**Stored data**

╭──

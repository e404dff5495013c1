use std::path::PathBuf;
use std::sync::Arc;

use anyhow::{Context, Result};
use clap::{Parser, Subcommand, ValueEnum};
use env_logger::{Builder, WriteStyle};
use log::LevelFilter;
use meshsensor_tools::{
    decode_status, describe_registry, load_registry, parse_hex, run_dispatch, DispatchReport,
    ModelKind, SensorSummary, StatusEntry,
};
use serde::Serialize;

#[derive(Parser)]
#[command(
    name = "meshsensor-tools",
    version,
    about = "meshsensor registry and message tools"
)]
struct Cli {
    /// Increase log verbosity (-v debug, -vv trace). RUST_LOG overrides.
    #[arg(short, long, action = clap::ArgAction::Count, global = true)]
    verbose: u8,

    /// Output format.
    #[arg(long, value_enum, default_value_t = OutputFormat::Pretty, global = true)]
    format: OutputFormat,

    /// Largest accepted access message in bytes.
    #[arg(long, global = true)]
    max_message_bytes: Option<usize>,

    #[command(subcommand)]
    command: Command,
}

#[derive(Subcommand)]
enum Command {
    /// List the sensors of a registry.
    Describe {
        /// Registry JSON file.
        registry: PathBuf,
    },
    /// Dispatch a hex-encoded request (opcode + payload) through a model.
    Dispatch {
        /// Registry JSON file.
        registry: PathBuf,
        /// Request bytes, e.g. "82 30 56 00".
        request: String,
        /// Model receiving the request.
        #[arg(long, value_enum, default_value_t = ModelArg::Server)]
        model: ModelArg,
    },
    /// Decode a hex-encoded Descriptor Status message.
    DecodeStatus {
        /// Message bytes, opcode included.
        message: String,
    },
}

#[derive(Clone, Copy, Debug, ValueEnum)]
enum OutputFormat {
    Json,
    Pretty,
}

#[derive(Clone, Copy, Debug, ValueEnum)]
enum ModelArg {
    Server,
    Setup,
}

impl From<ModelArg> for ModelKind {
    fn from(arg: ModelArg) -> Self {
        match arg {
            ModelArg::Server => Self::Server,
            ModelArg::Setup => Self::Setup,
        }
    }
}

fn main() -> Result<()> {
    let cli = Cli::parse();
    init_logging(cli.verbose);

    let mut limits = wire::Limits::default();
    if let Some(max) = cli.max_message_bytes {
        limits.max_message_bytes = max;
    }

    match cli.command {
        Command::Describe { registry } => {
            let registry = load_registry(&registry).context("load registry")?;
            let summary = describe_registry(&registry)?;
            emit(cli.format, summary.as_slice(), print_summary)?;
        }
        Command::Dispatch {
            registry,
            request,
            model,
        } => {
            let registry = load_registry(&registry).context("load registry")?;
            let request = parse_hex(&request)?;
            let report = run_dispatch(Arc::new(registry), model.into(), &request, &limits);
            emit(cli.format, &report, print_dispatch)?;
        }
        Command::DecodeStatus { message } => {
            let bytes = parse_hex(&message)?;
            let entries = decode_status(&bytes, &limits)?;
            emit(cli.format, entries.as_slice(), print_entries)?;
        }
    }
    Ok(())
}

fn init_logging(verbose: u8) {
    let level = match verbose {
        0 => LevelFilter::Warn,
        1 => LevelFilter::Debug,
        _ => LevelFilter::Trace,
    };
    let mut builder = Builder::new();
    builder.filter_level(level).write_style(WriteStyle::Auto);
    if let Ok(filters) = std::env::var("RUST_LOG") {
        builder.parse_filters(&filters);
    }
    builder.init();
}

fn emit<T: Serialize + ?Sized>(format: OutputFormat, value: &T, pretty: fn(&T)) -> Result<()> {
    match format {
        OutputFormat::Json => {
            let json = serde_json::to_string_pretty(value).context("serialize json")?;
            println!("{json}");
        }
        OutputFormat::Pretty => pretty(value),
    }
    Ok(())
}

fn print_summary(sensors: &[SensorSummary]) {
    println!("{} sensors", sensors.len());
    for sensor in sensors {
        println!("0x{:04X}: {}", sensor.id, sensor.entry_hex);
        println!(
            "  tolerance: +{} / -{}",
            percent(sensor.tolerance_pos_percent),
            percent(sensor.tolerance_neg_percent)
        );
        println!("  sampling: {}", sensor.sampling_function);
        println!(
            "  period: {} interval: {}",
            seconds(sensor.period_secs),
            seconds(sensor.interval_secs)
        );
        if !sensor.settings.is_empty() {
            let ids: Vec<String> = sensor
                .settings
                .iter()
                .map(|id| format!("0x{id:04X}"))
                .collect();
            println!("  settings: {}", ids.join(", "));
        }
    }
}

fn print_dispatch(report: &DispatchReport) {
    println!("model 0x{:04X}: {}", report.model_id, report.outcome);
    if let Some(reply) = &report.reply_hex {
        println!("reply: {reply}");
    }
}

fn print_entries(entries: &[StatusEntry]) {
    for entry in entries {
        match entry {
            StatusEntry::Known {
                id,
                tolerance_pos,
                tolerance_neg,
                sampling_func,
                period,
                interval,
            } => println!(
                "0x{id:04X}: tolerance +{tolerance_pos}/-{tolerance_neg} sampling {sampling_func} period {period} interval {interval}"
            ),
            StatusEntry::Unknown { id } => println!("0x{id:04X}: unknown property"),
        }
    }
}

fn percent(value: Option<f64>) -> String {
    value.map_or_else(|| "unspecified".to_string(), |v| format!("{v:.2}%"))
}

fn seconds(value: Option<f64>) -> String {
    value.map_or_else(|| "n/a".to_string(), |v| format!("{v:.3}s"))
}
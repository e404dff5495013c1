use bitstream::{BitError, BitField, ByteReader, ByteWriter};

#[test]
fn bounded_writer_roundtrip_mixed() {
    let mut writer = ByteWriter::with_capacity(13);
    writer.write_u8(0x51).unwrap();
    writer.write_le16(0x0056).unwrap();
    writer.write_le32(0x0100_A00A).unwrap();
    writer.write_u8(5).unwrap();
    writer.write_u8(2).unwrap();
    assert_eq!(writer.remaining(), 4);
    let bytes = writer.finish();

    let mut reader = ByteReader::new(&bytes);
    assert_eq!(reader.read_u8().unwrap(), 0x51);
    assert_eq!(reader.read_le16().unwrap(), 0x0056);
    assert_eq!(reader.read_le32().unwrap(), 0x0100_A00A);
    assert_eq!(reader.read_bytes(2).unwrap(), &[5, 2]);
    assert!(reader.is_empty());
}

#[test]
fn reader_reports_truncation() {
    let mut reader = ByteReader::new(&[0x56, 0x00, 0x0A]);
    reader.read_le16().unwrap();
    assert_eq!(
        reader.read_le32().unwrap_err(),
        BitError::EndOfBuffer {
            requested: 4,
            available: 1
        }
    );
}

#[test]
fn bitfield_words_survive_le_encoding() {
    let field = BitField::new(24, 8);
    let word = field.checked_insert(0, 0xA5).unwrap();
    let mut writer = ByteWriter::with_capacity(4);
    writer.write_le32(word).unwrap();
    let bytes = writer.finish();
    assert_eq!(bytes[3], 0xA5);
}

╰──

**BRIEF**
Your response should be each line that includes the word "percent", copied from the records.

**EXPECTED ANSWER**
            percent(sensor.tolerance_pos_percent),
            percent(sensor.tolerance_neg_percent)
fn percent(value: Option<f64>) -> String {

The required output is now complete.